Could Soda and Sugar Be Causing Your Depression?

Fructose malabsorption, a very common condition with surprising correlates.

One of the major differences between our industrial diets of today compared to even the recent agricultural past is the massive increase in the consumption of sugar. Tom Naughton's blog has some graphs with data that Americans consume on average 216 liters of soda annually. A liter of soda has 108 grams of sugar.

What does that have to do with depression? Well, sugar's most common form is sucrose, which is 1/2 glucose and 1/2 fructose. High fructose corn syrup, the sweetener in American non-diet soft drinks, is typically 55% fructose. Why would this matter? Well, depends on your genes and possibly your gender.

Turns out that in Central Europe, a large percentage (30-50%) of the population suffers from certain types of carbohydrate malabsorption (1)(2). I asked a friend of mine, an academic gastroenterologist who just left Johns Hopkins, what she thought the percentage of Americans was, and she felt it was 15-20%. In fructose malabsorption, the GLUT5 transporter in the small intestine doesn't take up fructose as efficiently as it could. That means lots of undigested fructose floats down to the colon, feeding the bacteria there and leading to bloating, cramping, and diarrhea - basically the symptoms of irritable bowel syndrome. It is diagnosed via testing for excess hydrogen in the exhaled breath after a fructose load of 50mg. A similar test can show if someone has lactose intolerance.

Well, the researchers in Central Europe took a hundred or so "otherwise healthy volunteers" who had complained about gastrointestinal distress at a doctor's visit. None were on medication (except oral contraception) or had any signs of chronic or serious illness. They were given a standard scale test for depression (the Beck Depression Inventory) a fructose malabsorption test, then, a week later, a lactose malabsorption test.

Let's cut to the chase - a positive test for fructose malabsorption corresponded to depressed women, but not men. Lactose malabsorption alone didn't matter in either sex, but the 12% of women in the study who were both fructose and lactose malabsorption positive were by far the most depressed. The normal female controls had an average depression score of 7.5 - the combined malabsorption women had an average score of 14.6. That's a huge difference, and the data between the unaffected individuals and the carbohydrate malabsorbers hardly overlap at all.

Wow.

Well, why would that be?

Turns out that fructose (and lactose) can react chemically with tryptophan, the amino acid precursor for our important happy chemical, serotonin. The sugars can degrade tryptophan so that there isn't as much available to be absorbed into the body. And, indeed, fructose malabsorbers have lower levels of tryptophan in the serum than normal controls (3). And, hey, turns out they have lower serum zinc and folic acid too (4)(5) - both of these findings are associated with depression.

But why would the symptoms of depression be confined to women? The researchers postulated that estrogen made the big difference. Estrogen activates an enzyme called hepatic tryptophan 2,3 dioxygenase that shifts the metabolism of tryptophan from making serotonin (happy) to making kynurenic (not happy).
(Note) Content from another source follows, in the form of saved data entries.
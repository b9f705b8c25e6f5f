//! Cithia: a voice-enabled chat and image generation assistant.
//!
//! A single [`Orchestrator`] runs on the presentation thread and fans user
//! actions out to background tasks:
//!
//! - **Chat**: streams a reply from a line-delimited JSON generate endpoint
//! - **Image generation**: runs an external image backend as a subprocess
//! - **Speech capture**: records from the microphone via `cpal` and transcribes
//!   with NVIDIA Parakeet
//! - **Speech output**: synthesizes replies and plays them one at a time
//!
//! Each task publishes on its own queue; [`Orchestrator::tick`] drains them
//! without blocking.

pub mod audio;
pub mod config;
pub mod error;
pub mod image;
pub mod llm;
pub mod memory;
pub mod pipeline;
pub mod stt;
pub mod tts;
pub mod vad;

pub use config::AssistantConfig;
pub use error::{AssistantError, Result};
pub use memory::{ConversationMemory, Role, Turn};
pub use pipeline::orchestrator::{Orchestrator, Submission};
pub use pipeline::surface::{PresentationSurface, UserAction};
Women already have lower serum levels of tryptophan than men do (which may be part of the reason why we are more vulnerable to depression in the first place), so screwing up whatever available tryptophan in the diet with fructose may lead to even lower levels, and thus depression.

The researchers couldn't figure out why the combination of fructose and lactose malabsorption was worse than fructose alone - they thought maybe the diarrhea from lactose intolerance would interfere with the absorption of zinc and tryptophan, worsening the fructose situation. Since fructose malabsorption was so common in the population they studied, only a few people had isolated lactose intolerance, and they felt the data set wasn't big enough to figure out the lactose component.

It's also important to note that wheat products contain fructans, which can also cause intestinal problems in fructose malabsorbers. Bread with high fructose corn syrup can be especially problematic.

One more snippet - it seems that fructose malabsorption can affect serum zinc in two ways. First, it seems to interfere with the ability of the intestine to take up zinc in the first place. Second, fructose malabsorption is associated with bacterial overgrowth in the large intestine, which is associated with chronic immune stimulation. As we know, inflammation likely causes us to sequester our zinc.

1/3 of the Western European population has fructose malabsorption. These Michigan researchers found fructose malabsorption in kids of many ethnic groups. Spanish investigators found in a small study that 71% of the depressed adolescents they studied had sugar intolerance, compared to 15% of controls, and that 28% of their known fructose/lactose malabsorbers had depression, which was a higher rate than expected in that population.

Well. All of that is observational data, and correlation does not equal causation. All we have to hang our hats on is a small study from Austria in 2000. In this study, folks with known fructose malabsorption were put on a low-fructose diet, which reduced their depression scores by 65% after 4 weeks. The findings were more pronounced in women than in men.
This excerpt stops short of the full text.